Europeans Want Out Of Afghanistan

This Saturday, the Dutch government of Prime Minister Jan Peter Balkenende collapsed over The Netherlands involvement with NATO operations in Afghanistan. NATO head Anders Rasmussen had asked The Netherlands earlier this month to extend Dutch’s Afghan military mission until August 2011, which is a year later than the originally planned pull out of the Dutch troops.

Just like elsewhere in Europe, the deployment of Dutch troops in Afghanistan is very unpopular with voters. The Netherlands has currently around 2,000 troops deployed in Afghanistan under NATO command, 21 Dutch soldiers have been killed so far in the conflict.

Overall in Europe, the war in Afghanistan is so unpopular that it has become a dangerous political gamble for European governments to support it. For its part, Germany will only send an additional 500 troops to complement the 4,330 German troops already in Afghanistan.

On January 26, Chancellor Merkel had to do a balancing act between NATO’s request for more troops with the fact that a majority of Germans are becoming staunch opponent to the war, and think the mission is not worthwhile.

“This will be a new approach in the future, namely protecting the civilian population and training Afghan soldiers. This is a much more defensive approach for which the German army’s offensive capacity will be rearranged,” said Merkel at a press conference a few weeks ago.

For his part, French President Sarkozy was even more blunt.

“France will not send another single soldier,” said Sarkosy, none less reaffirming France’s commitment to maintain its 3,3oo troops in the country.

Britain will only send an additional 500 British troops to Afghanistan due to the ever growing opposition tho the war in the UK. The extra 500 troops will bring the total number of British troops deployed to over 10,000. It is by far the single largest European’s Afghan contingent. The fact that Britain has an election coming up this year explains why Prime Minister Gordon Brown did not want to commit more troops despite Washington’s pressure to do so.

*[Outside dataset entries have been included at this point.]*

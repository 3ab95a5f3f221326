//! Switchboard Provider - the seams between the resolver and the outside.
//!
//! This crate defines the traits the resolver engine works against:
//! - [`ProviderDirectory`] — where candidates are discovered
//! - [`OverrideSource`] — per-slot carrier override configuration
//! - [`ConnectionStrategy`] — how a candidate of a given interface flavor is
//!   connected and capability-queried
//! - [`ProviderSession`] — the live remote handle of a bound provider
//! - [`FeatureObserver`] / [`FeatureStatusSink`] — caller- and provider-side
//!   feature callbacks
//!
//! Implementations live outside this workspace (or in `switchboard-test` for
//! tests); the wire protocol behind them is deliberately unspecified.

#![deny(unsafe_code)]
#![warn(missing_docs)]
#![deny(clippy::all)]
#![warn(unreachable_pub)]

pub mod connection;
pub mod directory;
pub mod observer;
pub mod overrides;

pub use connection::{
    ConnectionStrategy, DeathNotifier, DeathWatch, DisconnectCause, FeatureRef, ProviderSession,
    StrategySet,
};
pub use directory::ProviderDirectory;
pub use observer::{FeatureObserver, FeatureState, FeatureStatusSink};
pub use overrides::OverrideSource;
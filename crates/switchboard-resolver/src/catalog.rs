//! The candidate registry: discovered providers and their declarations.

use chrono::{DateTime, Utc};
use std::collections::HashMap;
use tracing::{debug, warn};

use switchboard_core::{
    CandidateDescriptor, FeatureSet, InterfaceFlavor, ProviderId, ResolverResult,
};
use switchboard_provider::ProviderDirectory;

/// Where a candidate's current feature declaration came from.
#[derive(Debug, Clone, Copy, PartialEq, Eq)]
pub enum FeatureOrigin {
    /// Declared statically in the candidate's package metadata.
    StaticDeclaration,
    /// No static declaration; a dynamic capability query is owed.
    PendingQuery,
    /// Obtained from a completed capability query or a provider-initiated
    /// declaration update.
    Queried,
}

/// A discovered provider candidate.
#[derive(Debug, Clone)]
pub struct ProviderCandidate {
    /// The directory descriptor the candidate was admitted with.
    pub descriptor: CandidateDescriptor,
    /// The currently known declared (slot, feature) support.
    pub features: FeatureSet,
    /// Where `features` came from.
    pub origin: FeatureOrigin,
    /// When the candidate was first discovered.
    pub discovered_at: DateTime<Utc>,
    /// When the candidate was last updated.
    pub updated_at: DateTime<Utc>,
}

impl ProviderCandidate {
    fn from_descriptor(descriptor: CandidateDescriptor) -> Self {
        let now = Utc::now();
        let (features, origin) = match &descriptor.static_features {
            Some(features) => (features.clone(), FeatureOrigin::StaticDeclaration),
            None => (FeatureSet::new(), FeatureOrigin::PendingQuery),
        };
        Self {
            descriptor,
            features,
            origin,
            discovered_at: now,
            updated_at: now,
        }
    }

    /// The candidate's identity.
    #[must_use]
    pub fn provider(&self) -> &ProviderId {
        &self.descriptor.provider
    }

    /// Whether a capability query is still owed.
    #[must_use]
    pub fn is_pending_query(&self) -> bool {
        self.origin == FeatureOrigin::PendingQuery
    }
}

/// Outcome of admitting a descriptor into the registry.
#[derive(Debug, Clone, Copy, PartialEq, Eq)]
pub enum UpsertOutcome {
    /// The candidate was not known before.
    Inserted,
    /// An existing entry was replaced.
    Replaced,
    /// The descriptor's permission marker did not match; dropped.
    Rejected,
}

/// Cache of discovered provider candidates, keyed by identity.
///
/// Entries persist until explicit removal: losing a connection or an
/// assignment does not evict a candidate from the catalog.
#[derive(Debug)]
pub(crate) struct CandidateRegistry {
    entries: HashMap<ProviderId, ProviderCandidate>,
    expected_marker: String,
    allow_unverified: bool,
}

impl CandidateRegistry {
    pub(crate) fn new(expected_marker: impl Into<String>, allow_unverified: bool) -> Self {
        Self {
            entries: HashMap::new(),
            expected_marker: expected_marker.into(),
            allow_unverified,
        }
    }

    /// Query the directory and admit the results.
    ///
    /// Returns the identities of every admitted candidate. On a directory
    /// error the registry is left unchanged.
    ///
    /// # Errors
    ///
    /// Propagates the directory's `Discovery` error.
    pub(crate) async fn discover(
        &mut self,
        directory: &dyn ProviderDirectory,
        package_filter: Option<&str>,
    ) -> ResolverResult<Vec<ProviderId>> {
        let descriptors = directory
            .query(InterfaceFlavor::Current.interface_name(), package_filter)
            .await?;
        debug!(
            count = descriptors.len(),
            filter = package_filter.unwrap_or("<all>"),
            "Directory reported candidates"
        );

        let mut admitted = Vec::new();
        for descriptor in descriptors {
            let provider = descriptor.provider.clone();
            if self.upsert(descriptor) != UpsertOutcome::Rejected {
                admitted.push(provider);
            }
        }
        Ok(admitted)
    }

    /// Merge or replace a cached entry by identifier.
    ///
    /// A package update resets a dynamic candidate to `PendingQuery` — its
    /// implementation may have changed, so previously queried features are
    /// stale.
    pub(crate) fn upsert(&mut self, descriptor: CandidateDescriptor) -> UpsertOutcome {
        if descriptor.permission_marker != self.expected_marker {
            if self.allow_unverified {
                debug!(
                    provider = %descriptor.provider,
                    marker = %descriptor.permission_marker,
                    "Admitting unverified candidate (test override)"
                );
            } else {
                warn!(
                    provider = %descriptor.provider,
                    marker = %descriptor.permission_marker,
                    "Dropping candidate with unexpected permission marker"
                );
                return UpsertOutcome::Rejected;
            }
        }

        match self.entries.get_mut(&descriptor.provider) {
            Some(existing) => {
                let (features, origin) = match &descriptor.static_features {
                    Some(features) => (features.clone(), FeatureOrigin::StaticDeclaration),
                    None => (FeatureSet::new(), FeatureOrigin::PendingQuery),
                };
                existing.descriptor = descriptor;
                existing.features = features;
                existing.origin = origin;
                existing.updated_at = Utc::now();
                UpsertOutcome::Replaced
            }
            None => {
                self.entries.insert(
                    descriptor.provider.clone(),
                    ProviderCandidate::from_descriptor(descriptor),
                );
                UpsertOutcome::Inserted
            }
        }
    }

    pub(crate) fn get(&self, provider: &ProviderId) -> Option<&ProviderCandidate> {
        self.entries.get(provider)
    }

    /// Every candidate belonging to `package`.
    pub(crate) fn get_by_package(&self, package: &str) -> Vec<&ProviderCandidate> {
        self.entries
            .values()
            .filter(|c| c.provider().package() == package)
            .collect()
    }

    /// Drop a single candidate.
    pub(crate) fn remove(&mut self, provider: &ProviderId) -> bool {
        self.entries.remove(provider).is_some()
    }

    /// Drop every candidate belonging to `package`, returning their ids.
    pub(crate) fn remove_package(&mut self, package: &str) -> Vec<ProviderId> {
        let removed: Vec<ProviderId> = self
            .entries
            .keys()
            .filter(|id| id.package() == package)
            .cloned()
            .collect();
        for id in &removed {
            self.entries.remove(id);
        }
        removed
    }

    /// Record the outcome of a capability query.
    ///
    /// Returns `false` when the candidate is gone (uninstalled while the
    /// query was in flight).
    pub(crate) fn set_queried(&mut self, provider: &ProviderId, features: FeatureSet) -> bool {
        match self.entries.get_mut(provider) {
            Some(candidate) => {
                candidate.features = features;
                candidate.origin = FeatureOrigin::Queried;
                candidate.updated_at = Utc::now();
                true
            }
            None => false,
        }
    }

    /// Replace a candidate's declared features (provider-initiated update).
    pub(crate) fn replace_features(&mut self, provider: &ProviderId, features: FeatureSet) -> bool {
        match self.entries.get_mut(provider) {
            Some(candidate) => {
                candidate.features = features;
                candidate.origin = FeatureOrigin::Queried;
                candidate.updated_at = Utc::now();
                true
            }
            None => false,
        }
    }

    /// A candidate's currently declared features, empty when unknown.
    pub(crate) fn declared_features(&self, provider: &ProviderId) -> FeatureSet {
        self.entries
            .get(provider)
            .map(|c| c.features.clone())
            .unwrap_or_default()
    }

    pub(crate) fn ids(&self) -> Vec<ProviderId> {
        self.entries.keys().cloned().collect()
    }
}

#[cfg(test)]
mod tests {
    use super::*;
    use switchboard_core::{BIND_PERMISSION_MARKER, FeatureKind, FeaturePair, SlotId};

    fn features() -> FeatureSet {
        [FeaturePair::new(SlotId::new(0), FeatureKind::MmTel)]
            .into_iter()
            .collect()
    }

    #[test]
    fn test_marker_mismatch_rejected() {
        let mut registry = CandidateRegistry::new(BIND_PERMISSION_MARKER, false);
        let descriptor = CandidateDescriptor::new("com.a/Svc", "wrong.marker");
        assert_eq!(registry.upsert(descriptor), UpsertOutcome::Rejected);
        assert!(registry.get(&ProviderId::new("com.a/Svc")).is_none());
    }

    #[test]
    fn test_marker_mismatch_admitted_with_test_override() {
        let mut registry = CandidateRegistry::new(BIND_PERMISSION_MARKER, true);
        let descriptor = CandidateDescriptor::new("com.a/Svc", "wrong.marker");
        assert_eq!(registry.upsert(descriptor), UpsertOutcome::Inserted);
    }

    #[test]
    fn test_static_candidate_not_pending() {
        let mut registry = CandidateRegistry::new(BIND_PERMISSION_MARKER, false);
        let descriptor = CandidateDescriptor::new("com.a/Svc", BIND_PERMISSION_MARKER)
            .with_static_features(features());
        registry.upsert(descriptor);

        let candidate = registry.get(&ProviderId::new("com.a/Svc")).unwrap();
        assert!(!candidate.is_pending_query());
        assert_eq!(candidate.origin, FeatureOrigin::StaticDeclaration);
        assert_eq!(candidate.features, features());
    }

    #[test]
    fn test_dynamic_candidate_pending_until_queried() {
        let mut registry = CandidateRegistry::new(BIND_PERMISSION_MARKER, false);
        registry.upsert(CandidateDescriptor::new("com.a/Svc", BIND_PERMISSION_MARKER));

        let id = ProviderId::new("com.a/Svc");
        assert!(registry.get(&id).unwrap().is_pending_query());

        assert!(registry.set_queried(&id, features()));
        let candidate = registry.get(&id).unwrap();
        assert!(!candidate.is_pending_query());
        assert_eq!(candidate.origin, FeatureOrigin::Queried);
    }

    #[test]
    fn test_upsert_resets_dynamic_candidate_to_pending() {
        let mut registry = CandidateRegistry::new(BIND_PERMISSION_MARKER, false);
        let id = ProviderId::new("com.a/Svc");
        registry.upsert(CandidateDescriptor::new("com.a/Svc", BIND_PERMISSION_MARKER));
        registry.set_queried(&id, features());

        // Package update: queried features are stale.
        let outcome =
            registry.upsert(CandidateDescriptor::new("com.a/Svc", BIND_PERMISSION_MARKER));
        assert_eq!(outcome, UpsertOutcome::Replaced);
        assert!(registry.get(&id).unwrap().is_pending_query());
    }

    #[test]
    fn test_remove_package_drops_all_components() {
        let mut registry = CandidateRegistry::new(BIND_PERMISSION_MARKER, false);
        registry.upsert(CandidateDescriptor::new("com.a/One", BIND_PERMISSION_MARKER));
        registry.upsert(CandidateDescriptor::new("com.a/Two", BIND_PERMISSION_MARKER));
        registry.upsert(CandidateDescriptor::new("com.b/Svc", BIND_PERMISSION_MARKER));

        let removed = registry.remove_package("com.a");
        assert_eq!(removed.len(), 2);
        assert_eq!(registry.ids(), vec![ProviderId::new("com.b/Svc")]);
        assert_eq!(registry.get_by_package("com.a").len(), 0);
    }

    #[test]
    fn test_declared_features_empty_for_unknown() {
        let registry = CandidateRegistry::new(BIND_PERMISSION_MARKER, false);
        assert!(registry.declared_features(&ProviderId::new("ghost")).is_empty());
    }
}
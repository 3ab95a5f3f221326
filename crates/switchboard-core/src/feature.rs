//! Feature kinds, (slot, feature) pairs, and feature-set arithmetic.
//!
//! A [`FeatureSet`] is the unit the assignment engine and binding controller
//! trade in: the set of (slot, feature) pairs a provider declares, is desired
//! to serve, or currently serves live. Sets are ordered so diffs and test
//! assertions are deterministic.

use serde::{Deserialize, Serialize};
use std::collections::BTreeSet;
use std::fmt;

use crate::slot::SlotId;

/// A discrete capability unit a provider can expose for a slot.
#[derive(Debug, Clone, Copy, PartialEq, Eq, PartialOrd, Ord, Hash, Serialize, Deserialize)]
#[serde(rename_all = "snake_case")]
pub enum FeatureKind {
    /// Multimedia telephony (voice/video calling).
    MmTel,
    /// Rich communication services (messaging, presence).
    Rcs,
    /// The emergency pseudo-feature. Tracked for callback completeness but
    /// never alone justifies a live connection.
    Emergency,
}

impl FeatureKind {
    /// Whether this is the emergency pseudo-feature.
    #[must_use]
    pub const fn is_emergency(self) -> bool {
        matches!(self, Self::Emergency)
    }

    /// Stable lowercase name, used in logs and wire identifiers.
    #[must_use]
    pub const fn as_str(self) -> &'static str {
        match self {
            Self::MmTel => "mmtel",
            Self::Rcs => "rcs",
            Self::Emergency => "emergency",
        }
    }
}

impl fmt::Display for FeatureKind {
    fn fmt(&self, f: &mut fmt::Formatter<'_>) -> fmt::Result {
        f.write_str(self.as_str())
    }
}

/// A (slot, feature) pair — the unit of ownership in the resolver.
#[derive(Debug, Clone, Copy, PartialEq, Eq, PartialOrd, Ord, Hash, Serialize, Deserialize)]
pub struct FeaturePair {
    /// The slot the feature is scoped to.
    pub slot: SlotId,
    /// The feature kind.
    pub kind: FeatureKind,
}

impl FeaturePair {
    /// Create a pair.
    #[must_use]
    pub const fn new(slot: SlotId, kind: FeatureKind) -> Self {
        Self { slot, kind }
    }

    /// Whether this pair is the emergency pseudo-feature on its slot.
    #[must_use]
    pub const fn is_emergency(self) -> bool {
        self.kind.is_emergency()
    }
}

impl fmt::Display for FeaturePair {
    fn fmt(&self, f: &mut fmt::Formatter<'_>) -> fmt::Result {
        write!(f, "{}/{}", self.slot, self.kind)
    }
}

/// An ordered set of (slot, feature) pairs.
#[derive(Debug, Clone, Default, PartialEq, Eq, Serialize, Deserialize)]
#[serde(transparent)]
pub struct FeatureSet(BTreeSet<FeaturePair>);

impl FeatureSet {
    /// Create an empty set.
    #[must_use]
    pub const fn new() -> Self {
        Self(BTreeSet::new())
    }

    /// Number of pairs in the set.
    #[must_use]
    pub fn len(&self) -> usize {
        self.0.len()
    }

    /// Whether the set is empty.
    #[must_use]
    pub fn is_empty(&self) -> bool {
        self.0.is_empty()
    }

    /// Whether the set contains the given pair.
    #[must_use]
    pub fn contains(&self, pair: FeaturePair) -> bool {
        self.0.contains(&pair)
    }

    /// Insert a pair. Returns `true` if it was not already present.
    pub fn insert(&mut self, pair: FeaturePair) -> bool {
        self.0.insert(pair)
    }

    /// Remove a pair. Returns `true` if it was present.
    pub fn remove(&mut self, pair: FeaturePair) -> bool {
        self.0.remove(&pair)
    }

    /// Iterate over the pairs in order.
    pub fn iter(&self) -> impl Iterator<Item = FeaturePair> + '_ {
        self.0.iter().copied()
    }

    /// The subset of pairs scoped to `slot`.
    #[must_use]
    pub fn for_slot(&self, slot: SlotId) -> Self {
        self.0.iter().filter(|p| p.slot == slot).copied().collect()
    }

    /// Set difference: pairs in `self` that are not in `other`.
    #[must_use]
    pub fn minus(&self, other: &Self) -> Self {
        self.0.difference(&other.0).copied().collect()
    }

    /// Merge every pair of `other` into `self`.
    pub fn extend(&mut self, other: &Self) {
        self.0.extend(other.iter());
    }

    /// Iterate over the non-emergency pairs.
    pub fn bindable(&self) -> impl Iterator<Item = FeaturePair> + '_ {
        self.iter().filter(|p| !p.is_emergency())
    }

    /// Whether the set contains at least one non-emergency pair.
    ///
    /// A desired set causes a live connection only if this holds.
    #[must_use]
    pub fn has_bindable(&self) -> bool {
        self.bindable().next().is_some()
    }

    /// Compute the delta from `self` to `newer`.
    ///
    /// `added` holds pairs present in `newer` only, `removed` pairs present
    /// in `self` only. Pairs in both are untouched by delta application.
    #[must_use]
    pub fn diff(&self, newer: &Self) -> FeatureDelta {
        FeatureDelta {
            added: newer.0.difference(&self.0).copied().collect(),
            removed: self.0.difference(&newer.0).copied().collect(),
        }
    }
}

impl FromIterator<FeaturePair> for FeatureSet {
    fn from_iter<I: IntoIterator<Item = FeaturePair>>(iter: I) -> Self {
        Self(iter.into_iter().collect())
    }
}

impl fmt::Display for FeatureSet {
    fn fmt(&self, f: &mut fmt::Formatter<'_>) -> fmt::Result {
        write!(f, "{{")?;
        for (i, pair) in self.iter().enumerate() {
            if i > 0 {
                write!(f, ", ")?;
            }
            write!(f, "{pair}")?;
        }
        write!(f, "}}")
    }
}

/// The difference between two feature sets, applied as create/remove deltas.
#[derive(Debug, Clone, Default, PartialEq, Eq)]
pub struct FeatureDelta {
    /// Pairs to create.
    pub added: Vec<FeaturePair>,
    /// Pairs to remove.
    pub removed: Vec<FeaturePair>,
}

impl FeatureDelta {
    /// Whether the delta changes nothing.
    #[must_use]
    pub fn is_empty(&self) -> bool {
        self.added.is_empty() && self.removed.is_empty()
    }
}

#[cfg(test)]
mod tests {
    use super::*;

    fn pair(slot: u32, kind: FeatureKind) -> FeaturePair {
        FeaturePair::new(SlotId::new(slot), kind)
    }

    #[test]
    fn test_for_slot_filters() {
        let set: FeatureSet = [
            pair(0, FeatureKind::MmTel),
            pair(0, FeatureKind::Rcs),
            pair(1, FeatureKind::MmTel),
        ]
        .into_iter()
        .collect();

        let slot0 = set.for_slot(SlotId::new(0));
        assert_eq!(slot0.len(), 2);
        assert!(!slot0.contains(pair(1, FeatureKind::MmTel)));
    }

    #[test]
    fn test_diff_reports_additions_and_removals() {
        let old: FeatureSet = [pair(0, FeatureKind::MmTel), pair(0, FeatureKind::Rcs)]
            .into_iter()
            .collect();
        let new: FeatureSet = [pair(0, FeatureKind::Rcs), pair(1, FeatureKind::MmTel)]
            .into_iter()
            .collect();

        let delta = old.diff(&new);
        assert_eq!(delta.added, vec![pair(1, FeatureKind::MmTel)]);
        assert_eq!(delta.removed, vec![pair(0, FeatureKind::MmTel)]);
    }

    #[test]
    fn test_diff_identical_sets_is_empty() {
        let set: FeatureSet = [pair(0, FeatureKind::MmTel)].into_iter().collect();
        assert!(set.diff(&set.clone()).is_empty());
    }

    #[test]
    fn test_emergency_is_not_bindable() {
        let emergency_only: FeatureSet = [pair(0, FeatureKind::Emergency)].into_iter().collect();
        assert!(!emergency_only.has_bindable());

        let mixed: FeatureSet = [pair(0, FeatureKind::Emergency), pair(0, FeatureKind::MmTel)]
            .into_iter()
            .collect();
        assert!(mixed.has_bindable());
        assert_eq!(mixed.bindable().count(), 1);
    }

    #[test]
    fn test_minus() {
        let a: FeatureSet = [pair(0, FeatureKind::MmTel), pair(1, FeatureKind::Rcs)]
            .into_iter()
            .collect();
        let b: FeatureSet = [pair(0, FeatureKind::MmTel)].into_iter().collect();
        let diff = a.minus(&b);
        assert_eq!(diff.len(), 1);
        assert!(diff.contains(pair(1, FeatureKind::Rcs)));
    }

    #[test]
    fn test_display() {
        let set: FeatureSet = [pair(0, FeatureKind::MmTel)].into_iter().collect();
        assert_eq!(set.to_string(), "{slot0/mmtel}");
    }

    #[test]
    fn test_serde_round_trip() {
        let set: FeatureSet = [pair(0, FeatureKind::MmTel), pair(1, FeatureKind::Emergency)]
            .into_iter()
            .collect();
        let json = serde_json::to_string(&set).unwrap();
        let back: FeatureSet = serde_json::from_str(&json).unwrap();
        assert_eq!(set, back);
    }
}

President Obama, when he made the decision to send an additional 30,000 troops was originally counting on Washington’s European allies to send an additional 10,000 troops. President Obama’s hope will not be met, he will only get an additional 1,000 troops.

In Britain, just like in Germany, France, The Netherlands, Italy and Spain, voters consider that sending additional troops will not do any good, and could even fan the flames of the Taliban insurgency. The numbers of troops from other European countries are 2,850 Italians and just 780 Spanish troops. The current number of   NATO-US led  force in Afghanistan is 133,000, which half is composed by US troops.

Some analysts warn the Netherlands’ decision not to extend its Afghan mission could have a domino effect among other NATO countries with troops in Afghanistan. Opinion polls in NATO countries indicate that the majority of people do not support their soldiers’ presence in Afghanistan.

The withdrawal of Dutch troops would be a serious blow to both Afghan and NATO forces. The Netherlands is an important European and NATO country, and if it withdraws from Afghanistan, other European countries too- one after another- will consider leaving Afghanistan,” said Ahmad Saidi, a political analyst in Kabul today.

NATO’s International Security Assistance Force (ISAF) for Afghanistan was established in December 2001. As of June 2009, the ISAF had more than 61,000 troops from 42 countries including 26 NATO members.